In contrast, the results differed from those of Pragodpol et al. (2022), who studied the effectiveness of an HL promotion model to slow the progression of CKD among patients with CKD. The program included education, using various formats of health materials, self-management training, the Line application, home visits, and telephone follow-up that demonstrated significant changes in HbA1c, BMI, and WC for seven months. A program duration of more than 12 weeks might be needed to show significant changes in variables such as HbA1c, BMI, and WC for people with CKD.
Nurses and healthcare providers are encouraged to implement the HLE program for individuals with CKD to enhance their knowledge and self-management behaviors, leading to better clinical outcomes. Further research should explore the long-term effects of such interventions on self-management behaviors and clinical outcomes beyond 12 weeks.
Implications of the Study
The study’s findings have significant implications for nursing practice, particularly in managing CKD among vulnerable populations. Firstly, the effectiveness of the HLE program highlights the importance of tailored education in improving patients’ knowledge and self-management behaviors. Nurses can integrate similar HLE approaches in their practice by using plain language, visual aids, and engaging activities that facilitate understanding and retention of health information.
Moreover, the study highlights the necessity of addressing social determinants of health, such as educational attainment and income level, which may affect health literacy in older adults in rural areas. Nurses should assess patients’ health literacy levels and adapt their communication strategies accordingly, ensuring that information is accessible and relevant. Additionally, the use of technology, like the Line application for monitoring behavior changes, can enhance patient engagement and follow-up. Nurses can utilize such tools to maintain ongoing patient communication, promoting sustained behavior change.
Lastly, while improvements in knowledge and self-management were significant, the slower changes in metabolic markers suggest the need for longer interventions. Nurses should advocate for extended programs that encompass lifestyle modifications, emphasizing the importance of continuous support in achieving health goals. Overall, these strategies can empower patients with CKD, leading to better health outcomes in similar settings.
Limitations of this Study
There were some biases in the data collection process. The research design did not incorporate double-blinding for the research assistant or the participants. This could have introduced bias in the data collection and analysis. The findings may not be easily generalized to urban settings or other contexts, as the study was conducted in rural areas with specific demographic and socioeconomic characteristics.
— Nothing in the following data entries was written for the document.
// SPDX-License-Identifier: BUSL-1.1
// Copyright (c) 2026 Alfred Jean LLC

//! Job-run request and observation types shared by the engine and the
//! execution substrate.

use crate::operation::ResourceRequirements;
use crate::reference::{ConfigMapRef, PodRef, SecretRef};
use chrono::{DateTime, Utc};
use serde::{Deserialize, Serialize};
use std::collections::BTreeMap;
use std::fmt;

/// Label naming the operation a job runs for.
pub const OPERATION_LABEL: &str = "kubeop.io/cluster-operation";

/// Artifact backing a mounted volume.
#[derive(Debug, Clone, PartialEq, Eq, Serialize, Deserialize)]
#[serde(rename_all = "snake_case")]
pub enum MountSource {
    ConfigMap(ConfigMapRef),
    Secret(SecretRef),
}

/// A configuration artifact mounted into the job container.
#[derive(Debug, Clone, PartialEq, Eq, Serialize, Deserialize)]
pub struct ArtifactMount {
    /// Volume name, unique within one request.
    pub volume: String,
    pub source: MountSource,
    pub mount_path: String,
}

impl ArtifactMount {
    pub fn config_map(volume: &str, source: &ConfigMapRef, mount_path: &str) -> Self {
        Self {
            volume: volume.to_string(),
            source: MountSource::ConfigMap(source.clone()),
            mount_path: mount_path.to_string(),
        }
    }

    pub fn secret(volume: &str, source: &SecretRef, mount_path: &str) -> Self {
        Self {
            volume: volume.to_string(),
            source: MountSource::Secret(source.clone()),
            mount_path: mount_path.to_string(),
        }
    }
}

/// Owner recorded on the job so the substrate garbage-collects it with the
/// operation.
#[derive(Debug, Clone, PartialEq, Eq, Serialize, Deserialize)]
pub struct JobOwner {
    pub api_version: String,
    pub kind: String,
    pub name: String,
    pub uid: String,
}

/// Everything the execution substrate needs to run one plan stage.
#[derive(Debug, Clone, PartialEq, Eq, Serialize, Deserialize)]
pub struct JobRequest {
    /// Deterministic name; resubmitting the same request is a no-op.
    pub name: String,
    pub namespace: String,
    pub image: String,
    pub command: Vec<String>,
    pub mounts: Vec<ArtifactMount>,
    pub resources: ResourceRequirements,
    pub active_deadline_seconds: Option<i64>,
    pub labels: BTreeMap<String, String>,
    pub owner: Option<JobOwner>,
}

impl JobRequest {
    /// Whether an existing job with this request's name belongs to the same
    /// operation and may be adopted instead of created.
    ///
    /// With an owner the UIDs must match; without one the operation labels
    /// must.
    pub fn is_same_operation(
        &self,
        owner_uids: &[&str],
        labels: &BTreeMap<String, String>,
    ) -> bool {
        match &self.owner {
            Some(owner) => owner_uids.contains(&owner.uid.as_str()),
            None => self.labels.get(OPERATION_LABEL) == labels.get(OPERATION_LABEL),
        }
    }
}

/// State of a job run as reported by the substrate.
#[derive(Debug, Clone, PartialEq, Eq)]
pub enum JobRunState {
    /// Accepted but no container started yet.
    Pending,
    Running { started_at: Option<DateTime<Utc>> },
    Succeeded,
    Failed { reason: String, pod: Option<PodRef> },
    /// The job no longer exists.
    Missing,
}

crate::simple_display! {
    JobRunState {
        Pending => "pending",
        Running { .. } => "running",
        Succeeded => "succeeded",
        Failed { .. } => "failed",
        Missing => "missing",
    }
}

impl JobRunState {
    pub fn is_finished(&self) -> bool {
        matches!(self, Self::Succeeded | Self::Failed { .. } | Self::Missing)
    }
}

/// Why a plan attempt failed.
#[derive(Debug, Clone, PartialEq, Eq, Serialize, Deserialize)]
pub enum FailureReason {
    /// The job ran and reported failure, or vanished.
    Execution(String),
    /// The job outlived `activeDeadlineSeconds` and was cancelled.
    DeadlineExceeded { seconds: i64 },
}

impl fmt::Display for FailureReason {
    fn fmt(&self, f: &mut fmt::Formatter<'_>) -> fmt::Result {
        match self {
            Self::Execution(reason) => write!(f, "execution failed: {}", reason),
            Self::DeadlineExceeded { seconds } => {
                write!(f, "deadline exceeded after {}s", seconds)
            }
        }
    }
}

#[cfg(test)]
#[path = "job_tests.rs"]
mod tests;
The program relied on participants using smartphones and the Line application. This dependency limited the applicability of the program to those who have access to and are familiar with these technologies. These limitations should be considered when interpreting the results and applying the findings to different settings or populations.
Conclusion
The findings suggest that the HLE program can increase the quality of patient-provider communication by using plain language communication, which is a valuable intervention strategy for people with CKD. This approach can improve knowledge, self-management, and clinical outcomes. Implementing this program or strategy in practice is worthwhile and benefits both patients and HCPs.